Burke paused. A reluctant plan was beginning to form. It wasn’t ideal, and it went against what he wanted in the short-term, but long-term it was exactly what he and his business needed. He just had to find a way to make it happen.
He bent to give his aunt a kis
s on the cheek. “Thanks.”
“Invite me to the real wedding!”
“There won’t be one,” he said cheerfully as he headed for the door.
He ignored how she muttered, “Famous last words.”
4
Jill pushed away from her desk. It had been a long day of trying to catch up on her work for Emma, but the offices at All You were now abandoned until tomorrow. With the building empty she turned up her music and grabbed some labels from her printer.
She stretched out her back and yawned, pausing to flip open one of her magazines on organizing spaces. Katie Leham had once asked her to work as a contractor for her decorating company, when she’d seen how Jill had helped Mary Alice organize her purse. Not that the woman actually kept the system; she still preferred to keep items in her bra rather than in her handbag. But the idea of becoming a home organizer for the wealthy, instead of working for Emma as well as trying to run her own botanicals business in the evenings and weekends, was appealing to Jill. Everything would have its place. No chaos. No stressful juggling of life. Just systems. Easy.
She closed the magazine and went to work labeling folders, her stomach growling. She reached into her desk drawer, pulling out her plastic snack bin. Microwave popcorn. Perfect.
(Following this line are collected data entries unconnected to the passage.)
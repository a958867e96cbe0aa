//! Normalization of raw engine output into typed text blocks.
//!
//! The engine returns a loosely nested JSON tree, usually
//! `pages -> lines -> [quadrilateral, [text, confidence]]`, sometimes with the
//! page level flattened away or pages set to `null`. Each line either becomes a
//! whole [`TextBlock`] or is skipped with a [`SkipReason`]; a bad line never
//! fails the batch.

use serde::Serialize;
use serde_json::Value;
use tracing::debug;

use crate::orientation::{self, Orientation, OrientationTally, Point};

/// One recognized text region.
#[derive(Debug, Clone, PartialEq, Serialize)]
pub struct TextBlock {
    pub text: String,
    pub confidence: f64,
    pub quadrilateral: Vec<Point>,
    pub orientation: Orientation,
}

/// All blocks recognized in one file, in engine emission order.
#[derive(Debug, Clone, Default, PartialEq)]
pub struct RecognitionBatch {
    pub blocks: Vec<TextBlock>,
}

impl RecognitionBatch {
    pub fn len(&self) -> usize {
        self.blocks.len()
    }

    pub fn is_empty(&self) -> bool {
        self.blocks.is_empty()
    }

    /// `None` for an empty batch, never `0.0`.
    pub fn avg_confidence(&self) -> Option<f64> {
        if self.blocks.is_empty() {
            return None;
        }
        let sum: f64 = self.blocks.iter().map(|b| b.confidence).sum();
        Some(sum / self.blocks.len() as f64)
    }

    pub fn min_confidence(&self) -> Option<f64> {
        self.confidences().reduce(f64::min)
    }

    pub fn max_confidence(&self) -> Option<f64> {
        self.confidences().reduce(f64::max)
    }

    pub fn orientations(&self) -> OrientationTally {
        self.blocks.iter().map(|b| b.orientation).collect()
    }

    /// Block texts joined by newlines.
    pub fn text(&self) -> String {
        self.blocks
            .iter()
            .map(|b| b.text.as_str())
            .collect::<Vec<_>>()
            .join("\n")
    }

    fn confidences(&self) -> impl Iterator<Item = f64> + '_ {
        self.blocks.iter().map(|b| b.confidence)
    }
}

/// Why a raw line was dropped.
#[derive(Debug, Clone, PartialEq)]
pub enum SkipReason {
    NotALine,
    TooFewComponents(usize),
    MissingTextPair,
    EmptyText,
    BadConfidence(String),
    BadQuadrilateral,
    BelowFloor(f64),
}

impl std::fmt::Display for SkipReason {
    fn fmt(&self, f: &mut std::fmt::Formatter<'_>) -> std::fmt::Result {
        match self {
            SkipReason::NotALine => write!(f, "element is not a sequence"),
            SkipReason::TooFewComponents(n) => write!(f, "expected 2 components, got {}", n),
            SkipReason::MissingTextPair => write!(f, "missing [text, confidence] pair"),
            SkipReason::EmptyText => write!(f, "empty text"),
            SkipReason::BadConfidence(raw) => write!(f, "unparseable confidence {}", raw),
            SkipReason::BadQuadrilateral => write!(f, "quadrilateral is not a list of 4+ points"),
            SkipReason::BelowFloor(c) => write!(f, "confidence {:.3} below floor", c),
        }
    }
}

/// Flatten a raw engine payload into a batch.
///
/// `min_confidence` drops lines whose confidence is at or below the floor.
pub fn normalize(raw: &Value, min_confidence: Option<f64>) -> RecognitionBatch {
    let raw = match raw {
        Value::Object(map) => map.get("result").unwrap_or(&Value::Null),
        other => other,
    };
    let Value::Array(outer) = raw else {
        if !raw.is_null() {
            debug!("Normalizer: top-level payload is not a list, ignoring");
        }
        return RecognitionBatch::default();
    };

    let mut blocks = Vec::new();
    let mut skipped = 0usize;

    for entry in outer {
        // A page is a list of lines; a flattened payload holds lines directly.
        let lines: Vec<&Value> = if looks_like_line(entry) {
            vec![entry]
        } else {
            match entry {
                Value::Array(items) => items.iter().collect(),
                Value::Null => continue,
                other => vec![other],
            }
        };

        for line in lines {
            match parse_line(line, min_confidence) {
                Ok(block) => blocks.push(block),
                Err(reason) => {
                    skipped += 1;
                    debug!("Normalizer: skipping element: {}", reason);
                }
            }
        }
    }

    debug!(
        "Normalizer: {} blocks kept, {} elements skipped",
        blocks.len(),
        skipped
    );
    RecognitionBatch { blocks }
}

/// A line is `[quad, [text, conf], ...]` where `quad` starts with a numeric
/// `[x, y]` point. A page starts with a line, whose own first element is a
/// list, so a malformed line inside a page never makes the page look like one.
fn looks_like_line(value: &Value) -> bool {
    match value {
        Value::Array(parts) => match parts.first() {
            Some(Value::Array(quad)) => quad.first().map_or(false, is_point),
            _ => false,
        },
        _ => false,
    }
}

fn is_point(value: &Value) -> bool {
    matches!(value, Value::Array(xy) if xy.len() >= 2 && xy[0].is_number() && xy[1].is_number())
}

fn parse_line(line: &Value, min_confidence: Option<f64>) -> Result<TextBlock, SkipReason> {
    let Value::Array(parts) = line else {
        return Err(SkipReason::NotALine);
    };
    if parts.len() < 2 {
        return Err(SkipReason::TooFewComponents(parts.len()));
    }

    let pair = match &parts[1] {
        Value::Array(pair) if pair.len() >= 2 => pair,
        _ => return Err(SkipReason::MissingTextPair),
    };

    let text = coerce_text(&pair[0]);
    if text.is_empty() {
        return Err(SkipReason::EmptyText);
    }

    let confidence =
        coerce_confidence(&pair[1]).ok_or_else(|| SkipReason::BadConfidence(pair[1].to_string()))?;
    if let Some(floor) = min_confidence {
        if confidence <= floor {
            return Err(SkipReason::BelowFloor(confidence));
        }
    }

    let quadrilateral = parse_quadrilateral(&parts[0]).ok_or(SkipReason::BadQuadrilateral)?;
    let orientation = orientation::classify(&quadrilateral);

    Ok(TextBlock {
        text,
        confidence,
        quadrilateral,
        orientation,
    })
}

fn coerce_text(value: &Value) -> String {
    match value {
        Value::String(s) => s.trim().to_string(),
        Value::Number(n) => n.to_string(),
        Value::Bool(b) => b.to_string(),
        _ => String::new(),
    }
}

/// Numbers or numeric strings, clamped into `[0, 1]`.
fn coerce_confidence(value: &Value) -> Option<f64> {
    let raw = match value {
        Value::Number(n) => n.as_f64()?,
        Value::String(s) => s.trim().parse::<f64>().ok()?,
        _ => return None,
    };
    raw.is_finite().then(|| raw.clamp(0.0, 1.0))
}

/// At least four numeric points; anything shorter is not a region.
fn parse_quadrilateral(value: &Value) -> Option<Vec<Point>> {
    let Value::Array(points) = value else {
        return None;
    };
    if points.len() < 4 {
        return None;
    }
    points
        .iter()
        .map(|p| match p {
            Value::Array(xy) if xy.len() >= 2 => Some(Point::new(xy[0].as_f64()?, xy[1].as_f64()?)),
            _ => None,
        })
        .collect()
}
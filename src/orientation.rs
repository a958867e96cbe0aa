//! Geometric text orientation of a recognized region.

use serde::{Deserialize, Serialize};

/// A vertex of a text region, in image pixels.
#[derive(Debug, Clone, Copy, PartialEq, Serialize, Deserialize)]
pub struct Point {
    pub x: f64,
    pub y: f64,
}

impl Point {
    pub fn new(x: f64, y: f64) -> Self {
        Self { x, y }
    }
}

#[derive(Debug, Clone, Copy, PartialEq, Eq, Hash, Serialize, Deserialize)]
#[serde(rename_all = "lowercase")]
pub enum Orientation {
    Horizontal,
    Vertical,
    Rotated,
}

impl Orientation {
    pub fn as_str(&self) -> &'static str {
        match self {
            Orientation::Horizontal => "horizontal",
            Orientation::Vertical => "vertical",
            Orientation::Rotated => "rotated",
        }
    }
}

impl std::fmt::Display for Orientation {
    fn fmt(&self, f: &mut std::fmt::Formatter<'_>) -> std::fmt::Result {
        write!(f, "{}", self.as_str())
    }
}

/// Classify a quadrilateral as horizontal, vertical or rotated text.
///
/// Rules, first match wins: height/width above 3.0 is vertical; a first edge
/// between 30 and 150 degrees is rotated; height/width above 2.0 is vertical;
/// anything else is horizontal. Degenerate or non-finite input is horizontal,
/// except a zero-width box which is vertical.
pub fn classify(quad: &[Point]) -> Orientation {
    if quad.len() < 4 {
        return Orientation::Horizontal;
    }

    let (min_x, max_x) = bounds(quad.iter().map(|p| p.x));
    let (min_y, max_y) = bounds(quad.iter().map(|p| p.y));
    let width = max_x - min_x;
    let height = max_y - min_y;

    if !width.is_finite() || !height.is_finite() {
        return Orientation::Horizontal;
    }
    if width == 0.0 {
        return Orientation::Vertical;
    }

    let aspect = height / width;
    let (p1, p2) = (quad[0], quad[1]);
    let angle = (p2.y - p1.y).atan2(p2.x - p1.x).to_degrees().abs();

    if !aspect.is_finite() || !angle.is_finite() {
        return Orientation::Horizontal;
    }
    from_geometry(aspect, angle)
}

/// `aspect` is height over width; `angle` is the absolute first-edge angle in
/// degrees. Both bounds on the angle are exclusive.
fn from_geometry(aspect: f64, angle: f64) -> Orientation {
    if aspect > 3.0 {
        Orientation::Vertical
    } else if angle > 30.0 && angle < 150.0 {
        Orientation::Rotated
    } else if aspect > 2.0 {
        Orientation::Vertical
    } else {
        Orientation::Horizontal
    }
}

fn bounds(values: impl Iterator<Item = f64>) -> (f64, f64) {
    values.fold((f64::INFINITY, f64::NEG_INFINITY), |(lo, hi), v| {
        (lo.min(v), hi.max(v))
    })
}

/// Per-orientation block counts.
#[derive(Debug, Clone, Copy, Default, PartialEq, Eq, Serialize)]
pub struct OrientationTally {
    pub horizontal: usize,
    pub vertical: usize,
    pub rotated: usize,
}

impl OrientationTally {
    pub fn add(&mut self, orientation: Orientation) {
        match orientation {
            Orientation::Horizontal => self.horizontal += 1,
            Orientation::Vertical => self.vertical += 1,
            Orientation::Rotated => self.rotated += 1,
        }
    }
}

impl FromIterator<Orientation> for OrientationTally {
    fn from_iter<I: IntoIterator<Item = Orientation>>(iter: I) -> Self {
        let mut tally = Self::default();
        for orientation in iter {
            tally.add(orientation);
        }
        tally
    }
}
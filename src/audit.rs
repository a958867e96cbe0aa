//! Audit dumps of full responses, written when a client sends `save_result=true`.

use std::path::PathBuf;

use anyhow::Context;
use serde::Serialize;
use sha2::{Digest, Sha256};
use tracing::debug;

/// One persisted response.
#[derive(Debug, Clone, Serialize)]
pub struct AuditRecord {
    pub request_id: String,
    pub saved_at: String,
    pub upload_sha256: String,
    pub upload_bytes: u64,
    pub response: serde_json::Value,
}

impl AuditRecord {
    pub fn new(
        request_id: &str,
        upload_sha256: String,
        upload_bytes: u64,
        response: serde_json::Value,
    ) -> Self {
        Self {
            request_id: request_id.to_string(),
            saved_at: chrono::Utc::now().to_rfc3339(),
            upload_sha256,
            upload_bytes,
            response,
        }
    }
}

/// Destination for audit records. Returns where the record went.
#[async_trait::async_trait]
pub trait AuditSink: Send + Sync {
    async fn save(&self, record: &AuditRecord) -> anyhow::Result<String>;
}

/// Writes each record as a timestamped JSON file in a directory.
pub struct FileAuditSink {
    dir: PathBuf,
}

impl FileAuditSink {
    pub fn new(dir: impl Into<PathBuf>) -> Self {
        Self { dir: dir.into() }
    }
}

#[async_trait::async_trait]
impl AuditSink for FileAuditSink {
    async fn save(&self, record: &AuditRecord) -> anyhow::Result<String> {
        tokio::fs::create_dir_all(&self.dir)
            .await
            .with_context(|| format!("Failed to create audit dir {:?}", self.dir))?;

        let stamp = chrono::Utc::now().format("%Y%m%d_%H%M%S");
        let path = self
            .dir
            .join(format!("ocr_result_{}_{}.json", stamp, record.request_id));
        let body = serde_json::to_vec_pretty(record)?;
        tokio::fs::write(&path, body)
            .await
            .with_context(|| format!("Failed to write audit record {:?}", path))?;

        debug!("FileAuditSink: wrote {:?}", path);
        Ok(path.display().to_string())
    }
}

/// Streaming SHA-256 of an upload.
#[derive(Default)]
pub struct UploadDigest {
    hasher: Sha256,
    bytes: u64,
}

impl UploadDigest {
    pub fn update(&mut self, chunk: &[u8]) {
        self.hasher.update(chunk);
        self.bytes += chunk.len() as u64;
    }

    pub fn bytes(&self) -> u64 {
        self.bytes
    }

    pub fn finish(self) -> String {
        format!("{:x}", self.hasher.finalize())
    }
}
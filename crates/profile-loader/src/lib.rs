//! Profile Loader
//!
//! Loads the data behind a user profile page: the user record and the
//! organizations the user belongs to, fetched concurrently.
//!
//! This crate provides:
//! - Typed user and organization models
//! - Response envelope normalization
//! - An HTTP client for the profile API behind the `ProfileApi` trait
//! - `ProfileLoader`, producing an immutable `ProfileBundle`

pub mod bundle;
pub mod client;
pub mod config;
pub mod envelope;
pub mod error;
pub mod loader;
pub mod models;

pub use bundle::{format_date, Breadcrumb, ProfileBundle};
pub use client::{HttpProfileApi, ProfileApi};
pub use config::ClientConfig;
pub use envelope::Payload;
pub use error::{ConfigError, ErrorKind, LoadError, LoadResult, LOAD_FAILED_MESSAGE};
pub use loader::ProfileLoader;
pub use models::{OrganizationSummary, Status, UserProfile};
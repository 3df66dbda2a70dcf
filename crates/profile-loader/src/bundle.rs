//! The loaded profile snapshot handed to the display layer.

use chrono::{DateTime, Utc};
use serde::Serialize;

use crate::models::{OrganizationSummary, UserProfile};

/// A user together with the organizations they belong to.
///
/// Read-only once built; a new bundle is loaded for each navigation.
#[derive(Debug, Clone, PartialEq, Serialize)]
pub struct ProfileBundle {
    user: UserProfile,
    organizations: Vec<OrganizationSummary>,
}

/// One breadcrumb entry for the profile page.
#[derive(Debug, Clone, PartialEq, Eq, Serialize)]
pub struct Breadcrumb {
    pub label: String,
    pub href: Option<String>,
    pub navigable: bool,
}

impl ProfileBundle {
    pub fn new(user: UserProfile, organizations: Vec<OrganizationSummary>) -> Self {
        Self {
            user,
            organizations,
        }
    }

    pub fn user(&self) -> &UserProfile {
        &self.user
    }

    pub fn organizations(&self) -> &[OrganizationSummary] {
        &self.organizations
    }

    /// `Profile / <display name>`; only the first entry links anywhere.
    pub fn breadcrumbs(&self) -> Vec<Breadcrumb> {
        vec![
            Breadcrumb {
                label: "Profile".to_string(),
                href: Some("/profile".to_string()),
                navigable: true,
            },
            Breadcrumb {
                label: self.user.display_name(),
                href: None,
                navigable: false,
            },
        ]
    }
}

/// Long US-style date, e.g. `August 7, 2025`.
pub fn format_date(timestamp: DateTime<Utc>) -> String {
    timestamp.format("%B %-d, %Y").to_string()
}

#[cfg(test)]
mod tests {
    use super::*;
    use chrono::TimeZone;

    fn user() -> UserProfile {
        serde_json::from_value(serde_json::json!({
            "id": "u1",
            "first_name": "Ada",
            "last_name": "Lovelace",
            "username": "ada",
            "email": "ada@example.com",
            "created_at": "2025-08-07T12:00:00Z"
        }))
        .unwrap()
    }

    #[test]
    fn test_format_date() {
        let ts = Utc.with_ymd_and_hms(2025, 8, 7, 15, 30, 0).unwrap();
        assert_eq!(format_date(ts), "August 7, 2025");

        let ts = Utc.with_ymd_and_hms(2024, 12, 25, 0, 0, 0).unwrap();
        assert_eq!(format_date(ts), "December 25, 2024");
    }

    #[test]
    fn test_breadcrumbs() {
        let bundle = ProfileBundle::new(user(), vec![]);
        let crumbs = bundle.breadcrumbs();

        assert_eq!(crumbs.len(), 2);
        assert_eq!(crumbs[0].label, "Profile");
        assert!(crumbs[0].navigable);
        assert_eq!(crumbs[1].label, "Ada Lovelace");
        assert!(!crumbs[1].navigable);
        assert!(crumbs[1].href.is_none());
    }

    #[test]
    fn test_bundle_serializes_both_parts() {
        let bundle = ProfileBundle::new(user(), vec![]);
        let json = serde_json::to_value(&bundle).unwrap();
        assert_eq!(json["user"]["id"], "u1");
        assert_eq!(json["organizations"], serde_json::json!([]));
    }
}
//! Plain-text profile card.

use std::fmt::{self, Write};

use profile_loader::{format_date, OrganizationSummary, ProfileBundle, UserProfile};

/// Render the bundle the way the profile page lays it out.
pub fn profile_card(bundle: &ProfileBundle) -> Result<String, fmt::Error> {
    let mut out = String::new();

    let crumbs: Vec<_> = bundle.breadcrumbs().into_iter().map(|c| c.label).collect();
    writeln!(out, "{}", crumbs.join(" / "))?;
    writeln!(out)?;

    write_user(&mut out, bundle.user())?;

    writeln!(out)?;
    writeln!(out, "Organization Memberships")?;
    if bundle.organizations().is_empty() {
        writeln!(out, "  This user is not a member of any organizations yet.")?;
    }
    for org in bundle.organizations() {
        write_organization(&mut out, org)?;
    }

    Ok(out)
}

/// Present and non-blank values only.
fn non_empty(value: &Option<String>) -> Option<&str> {
    value.as_deref().filter(|v| !v.trim().is_empty())
}

fn write_user(out: &mut String, user: &UserProfile) -> fmt::Result {
    match &user.status {
        Some(status) => writeln!(out, "{} [{}]", user.display_name(), status.label())?,
        None => writeln!(out, "{}", user.display_name())?,
    }
    writeln!(out, "{}", user.handle())?;
    if let Some(title) = non_empty(&user.title) {
        writeln!(out, "{}", title)?;
    }
    if let Some(created_at) = user.created_at {
        writeln!(out, "Member since {}", format_date(created_at))?;
    }

    writeln!(out)?;
    writeln!(out, "About")?;
    writeln!(out, "  {}", user.bio_or_default())?;

    writeln!(out)?;
    writeln!(out, "Contact Information")?;
    if !user.email.trim().is_empty() {
        writeln!(out, "  {}", user.email)?;
    }
    for line in [&user.phone, &user.address].into_iter().filter_map(non_empty) {
        writeln!(out, "  {}", line)?;
    }

    if !user.languages().is_empty() {
        writeln!(out)?;
        writeln!(out, "Languages: {}", user.languages().join(", "))?;
    }
    if !user.links().is_empty() {
        writeln!(out)?;
        writeln!(out, "Links")?;
        for link in user.links() {
            writeln!(out, "  {}", link)?;
        }
    }

    Ok(())
}

fn write_organization(out: &mut String, org: &OrganizationSummary) -> fmt::Result {
    writeln!(out)?;
    match &org.status {
        Some(status) => writeln!(out, "  {} [{}]", org.name, status.label())?,
        None => writeln!(out, "  {}", org.name)?,
    }
    for line in [&org.email, &org.website].into_iter().filter_map(non_empty) {
        writeln!(out, "    {}", line)?;
    }

    write!(out, "    {} members", org.member_count())?;
    if let Some(created_at) = org.created_at {
        write!(out, "  Joined {}", format_date(created_at))?;
    }
    writeln!(out)
}
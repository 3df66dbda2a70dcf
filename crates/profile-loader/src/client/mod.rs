//! Profile API access.

mod http;

pub use self::http::HttpProfileApi;

use async_trait::async_trait;

use crate::error::LoadResult;
use crate::models::{OrganizationSummary, UserProfile};

/// Read operations the loader depends on.
///
/// Implementations return plain entities; any response envelope has already
/// been removed.
#[async_trait]
pub trait ProfileApi: Send + Sync {
    /// Fetch a single user.
    async fn get_user_by_id(&self, user_id: &str) -> LoadResult<UserProfile>;

    /// Fetch the organizations the given user is a member of.
    async fn list_organizations_for_user(
        &self,
        user_id: &str,
    ) -> LoadResult<Vec<OrganizationSummary>>;
}
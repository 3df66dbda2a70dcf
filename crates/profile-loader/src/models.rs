//! Profile data model.
//!
//! Entities mirror the API's JSON. Unknown fields are ignored.

use chrono::{DateTime, Utc};
use serde::{Deserialize, Deserializer, Serialize};

/// Status of a user or organization.
///
/// The API sends either a plain label (`"active"`) or an object whose `id`
/// carries the label (`{"id": "active"}`).
#[derive(Debug, Clone, PartialEq, Eq, Serialize, Deserialize)]
#[serde(untagged)]
pub enum Status {
    Label(String),
    Object { id: String },
}

impl Status {
    pub fn label(&self) -> &str {
        match self {
            Status::Label(label) => label,
            Status::Object { id } => id,
        }
    }
}

/// User record returned by `GET /v1/users/{id}`.
#[derive(Debug, Clone, PartialEq, Serialize, Deserialize)]
pub struct UserProfile {
    pub id: String,
    pub first_name: String,
    pub last_name: String,
    pub username: String,
    pub email: String,

    #[serde(default, skip_serializing_if = "Option::is_none")]
    pub phone: Option<String>,

    #[serde(default, skip_serializing_if = "Option::is_none")]
    pub address: Option<String>,

    #[serde(default, skip_serializing_if = "Option::is_none")]
    pub bio: Option<String>,

    #[serde(default, skip_serializing_if = "Option::is_none")]
    pub title: Option<String>,

    /// Avatar URL.
    #[serde(default, skip_serializing_if = "Option::is_none")]
    pub picture: Option<String>,

    #[serde(default, skip_serializing_if = "Option::is_none")]
    pub status: Option<Status>,

    /// Language codes, in display order.
    #[serde(default, skip_serializing_if = "Option::is_none")]
    pub languages: Option<Vec<String>>,

    /// Link URLs, in display order.
    #[serde(default, skip_serializing_if = "Option::is_none")]
    pub links: Option<Vec<String>>,

    #[serde(default, skip_serializing_if = "Option::is_none")]
    pub created_at: Option<DateTime<Utc>>,
}

impl UserProfile {
    pub fn display_name(&self) -> String {
        format!("{} {}", self.first_name, self.last_name)
    }

    pub fn handle(&self) -> String {
        format!("@{}", self.username)
    }

    /// Bio text, or a fixed placeholder when the user has none.
    pub fn bio_or_default(&self) -> &str {
        match self.bio.as_deref() {
            Some(bio) if !bio.is_empty() => bio,
            _ => "No bio added yet.",
        }
    }

    pub fn languages(&self) -> &[String] {
        self.languages.as_deref().unwrap_or_default()
    }

    pub fn links(&self) -> &[String] {
        self.links.as_deref().unwrap_or_default()
    }
}

/// Organization entry returned by `GET /v1/organizations`.
#[derive(Debug, Clone, PartialEq, Serialize, Deserialize)]
pub struct OrganizationSummary {
    pub id: String,
    pub name: String,

    #[serde(default, skip_serializing_if = "Option::is_none")]
    pub email: Option<String>,

    #[serde(default, skip_serializing_if = "Option::is_none")]
    pub website: Option<String>,

    /// Opaque member references. Only the count is meaningful here.
    #[serde(default, deserialize_with = "null_as_empty")]
    pub members: Vec<serde_json::Value>,

    #[serde(default, skip_serializing_if = "Option::is_none")]
    pub status: Option<Status>,

    #[serde(default, skip_serializing_if = "Option::is_none")]
    pub created_at: Option<DateTime<Utc>>,
}

/// Missing and `null` lists both decode as empty.
fn null_as_empty<'de, D, T>(deserializer: D) -> Result<Vec<T>, D::Error>
where
    D: Deserializer<'de>,
    T: Deserialize<'de>,
{
    Ok(Option::<Vec<T>>::deserialize(deserializer)?.unwrap_or_default())
}

impl OrganizationSummary {
    pub fn member_count(&self) -> usize {
        self.members.len()
    }
}

#[cfg(test)]
mod tests {
    use super::*;

    #[test]
    fn test_user_deserialization_minimal() {
        let json = serde_json::json!({
            "id": "u1",
            "first_name": "Ada",
            "last_name": "Lovelace",
            "username": "ada",
            "email": "ada@example.com",
            "created_at": "2025-08-07T12:00:00Z"
        });

        let user: UserProfile = serde_json::from_value(json).unwrap();
        assert_eq!(user.id, "u1");
        assert_eq!(user.display_name(), "Ada Lovelace");
        assert_eq!(user.handle(), "@ada");
        assert!(user.status.is_none());
        assert!(user.languages().is_empty());
        assert_eq!(user.bio_or_default(), "No bio added yet.");
    }

    #[test]
    fn test_user_ignores_unknown_fields() {
        let json = serde_json::json!({
            "id": "u1",
            "first_name": "Ada",
            "last_name": "Lovelace",
            "username": "ada",
            "email": "ada@example.com",
            "created_at": "2025-08-07T12:00:00Z",
            "updated_at": "2025-08-08T12:00:00Z",
            "languages": ["en", "fr"],
            "bio": "Analyst"
        });

        let user: UserProfile = serde_json::from_value(json).unwrap();
        assert_eq!(user.languages(), ["en".to_string(), "fr".to_string()]);
        assert_eq!(user.bio_or_default(), "Analyst");
    }

    #[test]
    fn test_status_shapes() {
        let plain: Status = serde_json::from_str(r#""active""#).unwrap();
        assert_eq!(plain.label(), "active");

        let object: Status = serde_json::from_str(r#"{"id":"pending","color":"amber"}"#).unwrap();
        assert_eq!(object.label(), "pending");
    }

    #[test]
    fn test_organization_member_count() {
        let json = serde_json::json!({
            "id": "o1",
            "name": "Acme",
            "members": ["u1", "u2", {"id": "u3"}],
            "created_at": "2024-01-15T00:00:00Z"
        });

        let org: OrganizationSummary = serde_json::from_value(json).unwrap();
        assert_eq!(org.member_count(), 3);

        let json = serde_json::json!({
            "id": "o2",
            "name": "Empty",
            "created_at": "2024-01-15T00:00:00Z"
        });
        let org: OrganizationSummary = serde_json::from_value(json).unwrap();
        assert_eq!(org.member_count(), 0);
    }

    #[test]
    fn test_organization_optional_fields() {
        let org: OrganizationSummary =
            serde_json::from_value(serde_json::json!({"id": "o1", "name": "Acme"})).unwrap();
        assert_eq!(org.member_count(), 0);
        assert!(org.created_at.is_none());

        let org: OrganizationSummary = serde_json::from_value(serde_json::json!({
            "id": "o1",
            "name": "Acme",
            "members": null,
            "created_at": null
        }))
        .unwrap();
        assert_eq!(org.member_count(), 0);
        assert!(org.created_at.is_none());
    }

    #[test]
    fn test_user_without_created_at() {
        let user: UserProfile = serde_json::from_value(serde_json::json!({
            "id": "u1",
            "first_name": "Ada",
            "last_name": "Lovelace",
            "username": "ada",
            "email": "ada@example.com"
        }))
        .unwrap();
        assert!(user.created_at.is_none());
    }
}
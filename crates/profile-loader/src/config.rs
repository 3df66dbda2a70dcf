//! Client configuration.

use std::time::Duration;

use serde::Deserialize;

/// API client configuration loaded from environment variables.
///
/// Environment variables are prefixed with `PROFILE_`:
/// - `PROFILE_API_URL`: API base URL (default: "http://localhost:8080")
/// - `PROFILE_REQUEST_TIMEOUT_SECS`: Per-request timeout (default: 30)
/// - `PROFILE_API_TOKEN`: Bearer token forwarded on every request (optional)
#[derive(Debug, Clone, Deserialize)]
pub struct ClientConfig {
    /// API base URL
    #[serde(default = "default_api_url")]
    pub api_url: String,

    /// Per-request timeout in seconds
    #[serde(default = "default_request_timeout_secs")]
    pub request_timeout_secs: u64,

    /// Bearer token (optional)
    #[serde(default)]
    pub api_token: Option<String>,
}

fn default_api_url() -> String {
    "http://localhost:8080".to_string()
}

fn default_request_timeout_secs() -> u64 {
    30
}

impl ClientConfig {
    /// Load configuration from environment variables.
    pub fn from_env() -> Result<Self, envy::Error> {
        envy::prefixed("PROFILE_").from_env::<ClientConfig>()
    }

    /// Base URL without a trailing slash.
    pub fn base_url(&self) -> &str {
        self.api_url.trim_end_matches('/')
    }

    pub fn request_timeout(&self) -> Duration {
        Duration::from_secs(self.request_timeout_secs)
    }
}

impl Default for ClientConfig {
    fn default() -> Self {
        Self {
            api_url: default_api_url(),
            request_timeout_secs: default_request_timeout_secs(),
            api_token: None,
        }
    }
}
That would tide her over before she went home around nine.
Her cell rang on her desk and her heart leaped with anticipation.
Was it Burke?
Whoa. Where had that come from? Of course it wasn’t. And if it was, he would only harp about her paying back that loan.
She answered the call.
“Hi. Jill Armstrong?”
“Yes.”
“This is Zebadiah from WWYL.”
“From where?”
“We Win Your Love.”
“Oh, right.” The dating company she’d hired to find her a suitable date—or even better, boyfriend—in time for her sister’s tenth wedding anniversary, which was in early May. She’d gone to them and their fine-tuned system so she wouldn’t look sad and pathetic as the divorcée twin with absolutely no hope at love.